The World Health Organization estimates that at least 25 million people are infected with Onchocerca volvulus worldwide, causing blindness in 300,000 and visual impairment in 800,000 people. Over 120 million people are at risk of being infected with the parasite.
Annual or bi-annual mass drug administration (MDA) with ivermectin is the recommended strategy to control onchocerciasis. MDA is likely to exert selection pressure on these parasites, and phenotypic and genetic changes in several O. volvulus populations from Cameroon and Ghana—exposed to more than a decade of regular ivermectin treatment—have raised concerns that sub-optimal responses to treatment with ivermectin are becoming more frequent and may spread.
In the study by Doyle and coworkers, the authors the genetic diversity between 108 Onchocerca worms isolated from patients from Ghana and Cameroon was compared with different individual and/or community ivermectin treatment histories and different responses to treatment.

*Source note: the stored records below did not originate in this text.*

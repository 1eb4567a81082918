//! Mapping a (line, column) position to the token under it.
//!
//! Positions are 1-based. A token covers `[column, column + len)` on its
//! line: the column just past the last character is already outside it.
//! There is no snapping to a neighbouring token.

use basiclang_syntax::{Declaration, Position, Token};

use crate::snapshot::DocumentSnapshot;

/// The token of any kind covering the position.
pub fn token_at(snapshot: &DocumentSnapshot, line: u32, column: u32) -> Option<&Token> {
    if line == 0 || column == 0 {
        return None;
    }
    let tokens = snapshot.tokens();
    let first_on_line = tokens.partition_point(|t| t.line < line);
    tokens[first_on_line..]
        .iter()
        .take_while(|t| t.line == line)
        .find(|t| t.covers(line, column))
}

/// The identifier under the position, if the covering token is one.
pub fn word_at(snapshot: &DocumentSnapshot, line: u32, column: u32) -> Option<&str> {
    token_at(snapshot, line, column)
        .filter(|t| t.is_identifier())
        .map(|t| t.lexeme.as_str())
}

/// The innermost declaration whose span contains the position.
pub fn enclosing_declaration(
    snapshot: &DocumentSnapshot,
    line: u32,
    column: u32,
) -> Option<&Declaration> {
    let position = Position::new(line, column);
    let mut innermost = None;
    let mut level = snapshot.declarations();
    while let Some(found) = level.iter().find(|d| d.span().contains(position)) {
        innermost = Some(found);
        level = found.children();
    }
    innermost
}
//! Go-to-definition handler.

use lsp_types::{GotoDefinitionParams, GotoDefinitionResponse};

use super::utils::{document_uri, to_lsp_location, to_source_position};
use crate::analysis::Analysis;

/// Handle a go-to-definition request.
pub fn handle_goto_definition(
    params: &GotoDefinitionParams,
    analysis: &Analysis,
) -> Option<GotoDefinitionResponse> {
    let position = &params.text_document_position_params;
    let uri = document_uri(&position.text_document.uri);
    let (line, column) = to_source_position(position.position);

    let location = analysis.definition(&uri, line, column)?;
    to_lsp_location(&location).map(GotoDefinitionResponse::Scalar)
}

#[cfg(test)]
mod tests {
    use super::*;
    use crate::config::ServerConfig;
    use crate::store::DocumentStore;
    use lsp_types::{Position, TextDocumentIdentifier, TextDocumentPositionParams, Uri};
    use std::str::FromStr;
    use std::sync::Arc;

    fn params(uri: &str, line: u32, character: u32) -> GotoDefinitionParams {
        GotoDefinitionParams {
            text_document_position_params: TextDocumentPositionParams {
                text_document: TextDocumentIdentifier {
                    uri: Uri::from_str(uri).unwrap(),
                },
                position: Position::new(line, character),
            },
            work_done_progress_params: Default::default(),
            partial_result_params: Default::default(),
        }
    }

    #[test]
    fn test_goto_definition_local() {
        let analysis = Analysis::new(
            Arc::new(DocumentStore::new()),
            Arc::new(ServerConfig::default()),
        );
        analysis.store().open(
            &"file:///a.bas".into(),
            "Private Function Twice(n)\n  Twice = n * 2\nEnd Function\nx = Twice(4)\n",
        );

        let response = handle_goto_definition(&params("file:///a.bas", 3, 5), &analysis);
        let Some(GotoDefinitionResponse::Scalar(location)) = response else {
            panic!("expected a single location, got {response:?}");
        };
        assert_eq!(location.uri.as_str(), "file:///a.bas");
        assert_eq!(location.range.start, Position::new(0, 0));
        assert_eq!(location.range.end.line, 2);
    }

    #[test]
    fn test_goto_definition_on_keyword() {
        let analysis = Analysis::new(
            Arc::new(DocumentStore::new()),
            Arc::new(ServerConfig::default()),
        );
        analysis.store().open(&"file:///a.bas".into(), "Dim x\n");
        assert!(handle_goto_definition(&params("file:///a.bas", 0, 1), &analysis).is_none());
    }
}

Genome-wide analyses revealed genetic variation that significantly differentiated worms isolated from good responders and suboptimal responders. These genomic differences were not randomly distributed throughout the genomes, but were clustered in 31 loci, with little overlap in position or gene content between countries. Genes previously suggested to be associated with suboptimal responses to ivermectin were largely absent in the loci.
The authors concluded that ivermectin responses are polygenically-determined quantitative traits, and that identical or related molecular pathways but not necessarily individual genes are likely to determine the ivermectin responses.